Top of Provided material

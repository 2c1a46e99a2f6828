use std::cmp::Ordering;
use std::sync::Arc;

use chrono::{DateTime, Duration, Utc};
use tracing::debug;

use super::errors::{CrlError, CrlResult};
use super::ports::{CertificateStore, RevokedEntry};
use super::types::{CaConfig, CertificateMutation, RevocationReason, RevokedCertificateRecord};

/// Certificates selected for one CRL and the store mutations that go with it
#[derive(Debug, Clone, Default, PartialEq, Eq)]
pub struct CrlContent {
    /// Records to list on the CRL, every revocation date set
    pub certificates: Vec<RevokedCertificateRecord>,
    pub mutations: Vec<CertificateMutation>,
}

impl CrlContent {
    /// CRL entries for the signing engine
    pub fn entries(&self) -> Vec<RevokedEntry> {
        self.certificates
            .iter()
            .filter_map(|record| {
                record.revocation_date.map(|revocation_date| RevokedEntry {
                    serial_number: record.serial_number.clone(),
                    revocation_date,
                    reason: record.revocation_reason,
                })
            })
            .collect()
    }

    pub fn archived_count(&self) -> usize {
        self.mutations
            .iter()
            .filter(|m| matches!(m, CertificateMutation::Archive { .. }))
            .count()
    }
}

/// Inputs that scope a content plan
#[derive(Debug, Clone, Copy)]
pub struct ContentScope<'a> {
    pub issuer_dn: &'a str,
    pub partition_index: u32,
    pub is_delta: bool,
    /// Creation time of the base CRL a delta extends
    pub since: Option<DateTime<Utc>>,
    pub crl_period: Duration,
    pub now: DateTime<Utc>,
}

/// Decide which records go on a CRL and which mutations it implies.
///
/// Pure function over the candidate records, nothing is committed here.
pub fn plan_content(
    records: Vec<RevokedCertificateRecord>,
    scope: ContentScope<'_>,
) -> CrlContent {
    // No cutoff when the period reaches past the earliest representable date
    let archive_cutoff = scope.now.checked_sub_signed(scope.crl_period);
    let mut content = CrlContent::default();

    for mut record in records {
        if record.issuer_dn != scope.issuer_dn || record.partition_index != scope.partition_index
        {
            debug!(
                "Ignoring certificate {} outside issuer partition {}",
                record.fingerprint, scope.partition_index
            );
            continue;
        }
        if record.archived {
            continue;
        }
        if archive_cutoff.is_some_and(|cutoff| record.expire_date < cutoff) {
            content.mutations.push(CertificateMutation::Archive {
                fingerprint: record.fingerprint,
            });
            continue;
        }

        if scope.is_delta {
            if let (Some(revoked_at), Some(since)) = (record.revocation_date, scope.since)
                && revoked_at <= since
            {
                continue;
            }
        } else if record.revocation_reason == RevocationReason::RemoveFromCrl {
            // Taken off hold, only deltas still announce it
            continue;
        }

        if record.revocation_date.is_none() {
            content.mutations.push(CertificateMutation::SetRevocationDate {
                fingerprint: record.fingerprint.clone(),
                date: scope.now,
            });
            record.revocation_date = Some(scope.now);
        }
        content.certificates.push(record);
    }

    content
        .certificates
        .sort_by(|a, b| serial_order(&a.serial_number, &b.serial_number));
    content
}

/// Numeric order of big-endian serial numbers
fn serial_order(a: &[u8], b: &[u8]) -> Ordering {
    let a = strip_leading_zeros(a);
    let b = strip_leading_zeros(b);
    a.len().cmp(&b.len()).then_with(|| a.cmp(b))
}

fn strip_leading_zeros(serial: &[u8]) -> &[u8] {
    let start = serial
        .iter()
        .position(|&byte| byte != 0)
        .unwrap_or(serial.len());
    &serial[start..]
}

/// Selects CRL content from the certificate store
#[derive(Clone)]
pub struct CrlContentBuilder {
    certificates: Arc<dyn CertificateStore>,
}

impl CrlContentBuilder {
    pub fn new(certificates: Arc<dyn CertificateStore>) -> Self {
        Self { certificates }
    }

    /// Select the certificates and mutations for one (CA, partition, kind) CRL
    pub async fn select_content(
        &self,
        ca: &CaConfig,
        partition_index: u32,
        is_delta: bool,
        since: Option<DateTime<Utc>>,
        now: DateTime<Utc>,
    ) -> CrlResult<CrlContent> {
        let records = self
            .certificates
            .list_revoked(
                &ca.issuer_dn,
                partition_index,
                if is_delta { since } else { None },
            )
            .await
            .map_err(CrlError::store(ca.ca_id))?;

        let content = plan_content(
            records,
            ContentScope {
                issuer_dn: &ca.issuer_dn,
                partition_index,
                is_delta,
                since,
                crl_period: ca.crl_period,
                now,
            },
        );

        debug!(
            "CA {} partition {} {} CRL: {} entries, {} to archive",
            ca.ca_id,
            partition_index,
            if is_delta { "delta" } else { "base" },
            content.certificates.len(),
            content.archived_count()
        );
        Ok(content)
    }
}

Bottom of Provided material

Problem statement - Print every record exactly as written.

Solution to the problem -
repository 2c1a46e99a2f6828
use std::cmp::Ordering;
use std::sync::Arc;

use chrono::{DateTime, Duration, Utc};
use tracing::debug;

use super::errors::{CrlError, CrlResult};
use super::ports::{CertificateStore, RevokedEntry};
use super::types::{CaConfig, CertificateMutation, RevocationReason, RevokedCertificateRecord};

/// Certificates selected for one CRL and the store mutations that go with it
#[derive(Debug, Clone, Default, PartialEq, Eq)]
pub struct CrlContent {
    /// Records to list on the CRL, every revocation date set
    pub certificates: Vec<RevokedCertificateRecord>,
    pub mutations: Vec<CertificateMutation>,
}

impl CrlContent {
    /// CRL entries for the signing engine
    pub fn entries(&self) -> Vec<RevokedEntry> {
        self.certificates
            .iter()
            .filter_map(|record| {
                record.revocation_date.map(|revocation_date| RevokedEntry {
                    serial_number: record.serial_number.clone(),
                    revocation_date,
                    reason: record.revocation_reason,
                })
            })
            .collect()
    }

    pub fn archived_count(&self) -> usize {
        self.mutations
            .iter()
            .filter(|m| matches!(m, CertificateMutation::Archive { .. }))
            .count()
    }
}

/// Inputs that scope a content plan
#[derive(Debug, Clone, Copy)]
pub struct ContentScope<'a> {
    pub issuer_dn: &'a str,
    pub partition_index: u32,
    pub is_delta: bool,
    /// Creation time of the base CRL a delta extends
    pub since: Option<DateTime<Utc>>,
    pub crl_period: Duration,
    pub now: DateTime<Utc>,
}

/// Decide which records go on a CRL and which mutations it implies.
///
/// Pure function over the candidate records, nothing is committed here.
pub fn plan_content(
    records: Vec<RevokedCertificateRecord>,
    scope: ContentScope<'_>,
) -> CrlContent {
    // No cutoff when the period reaches past the earliest representable date
    let archive_cutoff = scope.now.checked_sub_signed(scope.crl_period);
    let mut content = CrlContent::default();

    for mut record in records {
        if record.issuer_dn != scope.issuer_dn || record.partition_index != scope.partition_index
        {
            debug!(
                "Ignoring certificate {} outside issuer partition {}",
                record.fingerprint, scope.partition_index
            );
            continue;
        }
        if record.archived {
            continue;
        }
        if archive_cutoff.is_some_and(|cutoff| record.expire_date < cutoff) {
            content.mutations.push(CertificateMutation::Archive {
                fingerprint: record.fingerprint,
            });
            continue;
        }

        if scope.is_delta {
            if let (Some(revoked_at), Some(since)) = (record.revocation_date, scope.since)
                && revoked_at <= since
            {
                continue;
            }
        } else if record.revocation_reason == RevocationReason::RemoveFromCrl {
            // Taken off hold, only deltas still announce it
            continue;
        }

        if record.revocation_date.is_none() {
            content.mutations.push(CertificateMutation::SetRevocationDate {
                fingerprint: record.fingerprint.clone(),
                date: scope.now,
            });
            record.revocation_date = Some(scope.now);
        }
        content.certificates.push(record);
    }

    content
        .certificates
        .sort_by(|a, b| serial_order(&a.serial_number, &b.serial_number));
    content
}

/// Numeric order of big-endian serial numbers
fn serial_order(a: &[u8], b: &[u8]) -> Ordering {
    let a = strip_leading_zeros(a);
    let b = strip_leading_zeros(b);
    a.len().cmp(&b.len()).then_with(|| a.cmp(b))
}

fn strip_leading_zeros(serial: &[u8]) -> &[u8] {
    let start = serial
        .iter()
        .position(|&byte| byte != 0)
        .unwrap_or(serial.len());
    &serial[start..]
}

/// Selects CRL content from the certificate store
#[derive(Clone)]
pub struct CrlContentBuilder {
    certificates: Arc<dyn CertificateStore>,
}

impl CrlContentBuilder {
    pub fn new(certificates: Arc<dyn CertificateStore>) -> Self {
        Self { certificates }
    }

    /// Select the certificates and mutations for one (CA, partition, kind) CRL
    pub async fn select_content(
        &self,
        ca: &CaConfig,
        partition_index: u32,
        is_delta: bool,
        since: Option<DateTime<Utc>>,
        now: DateTime<Utc>,
    ) -> CrlResult<CrlContent> {
        let records = self
            .certificates
            .list_revoked(
                &ca.issuer_dn,
                partition_index,
                if is_delta { since } else { None },
            )
            .await
            .map_err(CrlError::store(ca.ca_id))?;

        let content = plan_content(
            records,
            ContentScope {
                issuer_dn: &ca.issuer_dn,
                partition_index,
                is_delta,
                since,
                crl_period: ca.crl_period,
                now,
            },
        );

        debug!(
            "CA {} partition {} {} CRL: {} entries, {} to archive",
            ca.ca_id,
            partition_index,
            if is_delta { "delta" } else { "base" },
            content.certificates.len(),
            content.archived_count()
        );
        Ok(content)
    }
}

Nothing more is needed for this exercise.